pub mod cli;
pub mod collection;
pub mod config;
pub mod document;
pub mod engine;
pub mod errors;
pub mod jobs;
pub mod logger;
pub mod query;
pub mod types;
pub mod utils;
pub mod wal;

use crate::config::AppConfig;
use crate::engine::Engine;
use crate::errors::DbError;
use crate::jobs::JobService;

/// Opens the store at the configured path and the job service over it.
///
/// # Errors
/// Returns an error if the write-ahead log cannot be replayed or opened.
pub fn open(cfg: &AppConfig) -> Result<JobService, DbError> {
    let engine = Engine::open(&cfg.db_path())?;
    JobService::new(&engine, Box::new(cfg.geocoder()), cfg.page_size())
}

/// A job service over a store that lives only as long as the process.
///
/// # Errors
/// Same as [`JobService::new`].
pub fn open_in_memory(cfg: &AppConfig) -> Result<JobService, DbError> {
    JobService::new(&Engine::in_memory(), Box::new(cfg.geocoder()), cfg.page_size())
}
use bson::{Bson, Document as BsonDocument};
use std::cmp::Ordering;

use super::geo::{central_angle, point_from_bson};
use super::text::text_matches;
use super::types::{CmpOp, Filter, MAX_IN_SET, MAX_PATH_DEPTH, MAX_SORT_FIELDS, Order, Projection, SortSpec};

pub fn eval_filter(doc: &BsonDocument, filter: &Filter) -> bool {
    match filter {
        Filter::True => true,
        Filter::And(fs) => fs.iter().all(|f| eval_filter(doc, f)),
        Filter::Or(fs) => fs.iter().any(|f| eval_filter(doc, f)),
        Filter::Not(f) => !eval_filter(doc, f),
        Filter::Exists { path, exists } => get_path(doc, path).is_some() == *exists,
        Filter::In { path, values } => get_path(doc, path).is_some_and(|v| is_in_set(v, values)),
        Filter::Nin { path, values } => !get_path(doc, path).is_some_and(|v| is_in_set(v, values)),
        Filter::Cmp { path, op, value } => get_path(doc, path).is_some_and(|v| match v {
            // array fields match when the array itself or any element satisfies the comparison
            Bson::Array(items) => {
                cmp_matches(v, *op, value) || items.iter().any(|i| cmp_matches(i, *op, value))
            }
            _ => cmp_matches(v, *op, value),
        }),
        Filter::Text { fields, search } => text_matches(doc, fields, search),
        Filter::GeoWithin { path, center, radius } => get_path(doc, path)
            .and_then(point_from_bson)
            .is_some_and(|p| central_angle(p, *center) <= *radius),
    }
}

fn cmp_matches(v: &Bson, op: CmpOp, value: &Bson) -> bool {
    if op == CmpOp::Eq {
        return values_equal(v, value);
    }
    // Range operators only compare values of the same kind.
    let Some(ord) = compare_same_kind(v, value) else {
        return false;
    };
    match op {
        CmpOp::Eq => ord == Ordering::Equal,
        CmpOp::Gt => ord == Ordering::Greater,
        CmpOp::Gte => ord != Ordering::Less,
        CmpOp::Lt => ord == Ordering::Less,
        CmpOp::Lte => ord != Ordering::Greater,
    }
}

fn values_equal(a: &Bson, b: &Bson) -> bool {
    if is_num(a) && is_num(b) {
        return as_f64_num(a).total_cmp(&as_f64_num(b)) == Ordering::Equal;
    }
    a == b
}

fn is_in_set(v: &Bson, set: &[Bson]) -> bool {
    let hit = |x: &Bson| set.iter().take(MAX_IN_SET).any(|s| values_equal(x, s));
    match v {
        Bson::Array(items) => items.iter().any(hit),
        _ => hit(v),
    }
}

/// Resolves a dotted path through nested documents.
pub fn get_path<'a>(doc: &'a BsonDocument, path: &str) -> Option<&'a Bson> {
    if path.is_empty() || path.len() > 1024 {
        return None;
    }
    let mut cur = doc;
    let mut parts = path.split('.').peekable();
    let mut segs = 0usize;
    while let Some(part) = parts.next() {
        segs += 1;
        if segs > MAX_PATH_DEPTH {
            return None;
        }
        let v = cur.get(part)?;
        if parts.peek().is_none() {
            return Some(v);
        }
        match v {
            Bson::Document(d) => cur = d,
            _ => return None,
        }
    }
    None
}

pub fn compare_docs(a: &BsonDocument, b: &BsonDocument, sort: &[SortSpec]) -> Ordering {
    for s in sort.iter().take(MAX_SORT_FIELDS) {
        let ord = match (get_path(a, &s.field), get_path(b, &s.field)) {
            (Some(x), Some(y)) => compare_bson(x, y),
            (Some(_), None) => Ordering::Greater,
            (None, Some(_)) => Ordering::Less,
            (None, None) => Ordering::Equal,
        };
        if ord != Ordering::Equal {
            return if s.order == Order::Asc { ord } else { ord.reverse() };
        }
    }
    Ordering::Equal
}

fn is_num(x: &Bson) -> bool {
    matches!(x, Bson::Int32(_) | Bson::Int64(_) | Bson::Double(_) | Bson::Decimal128(_))
}

#[allow(clippy::cast_precision_loss)]
fn as_f64_num(x: &Bson) -> f64 {
    match x {
        Bson::Int32(i) => f64::from(*i),
        Bson::Int64(i) => *i as f64,
        Bson::Double(f) => *f,
        Bson::Decimal128(d) => d.to_string().parse::<f64>().unwrap_or(f64::NAN),
        _ => f64::NAN,
    }
}

fn compare_same_kind(a: &Bson, b: &Bson) -> Option<Ordering> {
    if is_num(a) && is_num(b) {
        return Some(as_f64_num(a).total_cmp(&as_f64_num(b)));
    }
    match (a, b) {
        (Bson::String(x), Bson::String(y)) => Some(x.cmp(y)),
        (Bson::Boolean(x), Bson::Boolean(y)) => Some(x.cmp(y)),
        (Bson::DateTime(x), Bson::DateTime(y)) => Some(x.timestamp_millis().cmp(&y.timestamp_millis())),
        _ => None,
    }
}

/// Total order used for sorting: same-kind values compare naturally, otherwise by type rank.
pub fn compare_bson(a: &Bson, b: &Bson) -> Ordering {
    compare_same_kind(a, b).unwrap_or_else(|| type_rank(a).cmp(&type_rank(b)))
}

fn type_rank(v: &Bson) -> u8 {
    match v {
        Bson::MinKey => 0,
        Bson::Null | Bson::Undefined => 1,
        Bson::Int32(_) | Bson::Int64(_) | Bson::Double(_) | Bson::Decimal128(_) => 2,
        Bson::String(_) | Bson::Symbol(_) => 3,
        Bson::Document(_) => 4,
        Bson::Array(_) => 5,
        Bson::Binary(_) => 6,
        Bson::ObjectId(_) => 7,
        Bson::Boolean(_) => 8,
        Bson::DateTime(_) => 9,
        Bson::Timestamp(_) => 10,
        Bson::RegularExpression(_) => 11,
        Bson::DbPointer(_) => 12,
        Bson::JavaScriptCode(_) | Bson::JavaScriptCodeWithScope(_) => 13,
        Bson::MaxKey => 255,
    }
}

fn insert_path(out: &mut BsonDocument, path: &str, value: Bson) {
    match path.split_once('.') {
        None => {
            out.insert(path.to_string(), value);
        }
        Some((head, rest)) => {
            if !matches!(out.get(head), Some(Bson::Document(_))) {
                out.insert(head.to_string(), BsonDocument::new());
            }
            if let Some(Bson::Document(sub)) = out.get_mut(head) {
                insert_path(sub, rest, value);
            }
        }
    }
}

fn remove_path(doc: &mut BsonDocument, path: &str) {
    match path.split_once('.') {
        None => {
            doc.remove(path);
        }
        Some((head, rest)) => {
            if let Some(Bson::Document(sub)) = doc.get_mut(head) {
                remove_path(sub, rest);
            }
        }
    }
}

pub fn project_fields(doc: &BsonDocument, fields: &[String]) -> BsonDocument {
    let mut out = BsonDocument::new();
    for f in fields {
        if let Some(v) = get_path(doc, f) {
            insert_path(&mut out, f, v.clone());
        }
    }
    out
}

pub fn apply_projection(doc: &BsonDocument, projection: &Projection, max_fields: usize) -> BsonDocument {
    match projection {
        Projection::Include(fields) => {
            let fields: Vec<String> = fields.iter().take(max_fields).cloned().collect();
            project_fields(doc, &fields)
        }
        Projection::Exclude(fields) => {
            let mut out = doc.clone();
            for f in fields.iter().take(max_fields) {
                remove_path(&mut out, f);
            }
            out
        }
    }
}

[REQUIRED ACTION] Copy out the lines from the line containing "fn type_rank(v: &Bson)" to the end of the listing above, without alteration.

[WRITTEN ANSWER]
fn type_rank(v: &Bson) -> u8 {
    match v {
        Bson::MinKey => 0,
        Bson::Null | Bson::Undefined => 1,
        Bson::Int32(_) | Bson::Int64(_) | Bson::Double(_) | Bson::Decimal128(_) => 2,
        Bson::String(_) | Bson::Symbol(_) => 3,
        Bson::Document(_) => 4,
        Bson::Array(_) => 5,
        Bson::Binary(_) => 6,
        Bson::ObjectId(_) => 7,
        Bson::Boolean(_) => 8,
        Bson::DateTime(_) => 9,
        Bson::Timestamp(_) => 10,
        Bson::RegularExpression(_) => 11,
        Bson::DbPointer(_) => 12,
        Bson::JavaScriptCode(_) | Bson::JavaScriptCodeWithScope(_) => 13,
        Bson::MaxKey => 255,
    }
}

fn insert_path(out: &mut BsonDocument, path: &str, value: Bson) {
    match path.split_once('.') {
        None => {
            out.insert(path.to_string(), value);
        }
        Some((head, rest)) => {
            if !matches!(out.get(head), Some(Bson::Document(_))) {
                out.insert(head.to_string(), BsonDocument::new());
            }
            if let Some(Bson::Document(sub)) = out.get_mut(head) {
                insert_path(sub, rest, value);
            }
        }
    }
}

fn remove_path(doc: &mut BsonDocument, path: &str) {
    match path.split_once('.') {
        None => {
            doc.remove(path);
        }
        Some((head, rest)) => {
            if let Some(Bson::Document(sub)) = doc.get_mut(head) {
                remove_path(sub, rest);
            }
        }
    }
}

pub fn project_fields(doc: &BsonDocument, fields: &[String]) -> BsonDocument {
    let mut out = BsonDocument::new();
    for f in fields {
        if let Some(v) = get_path(doc, f) {
            insert_path(&mut out, f, v.clone());
        }
    }
    out
}

pub fn apply_projection(doc: &BsonDocument, projection: &Projection, max_fields: usize) -> BsonDocument {
    match projection {
        Projection::Include(fields) => {
            let fields: Vec<String> = fields.iter().take(max_fields).cloned().collect();
            project_fields(doc, &fields)
        }
        Projection::Exclude(fields) => {
            let mut out = doc.clone();
            for f in fields.iter().take(max_fields) {
                remove_path(&mut out, f);
            }
            out
        }
    }
}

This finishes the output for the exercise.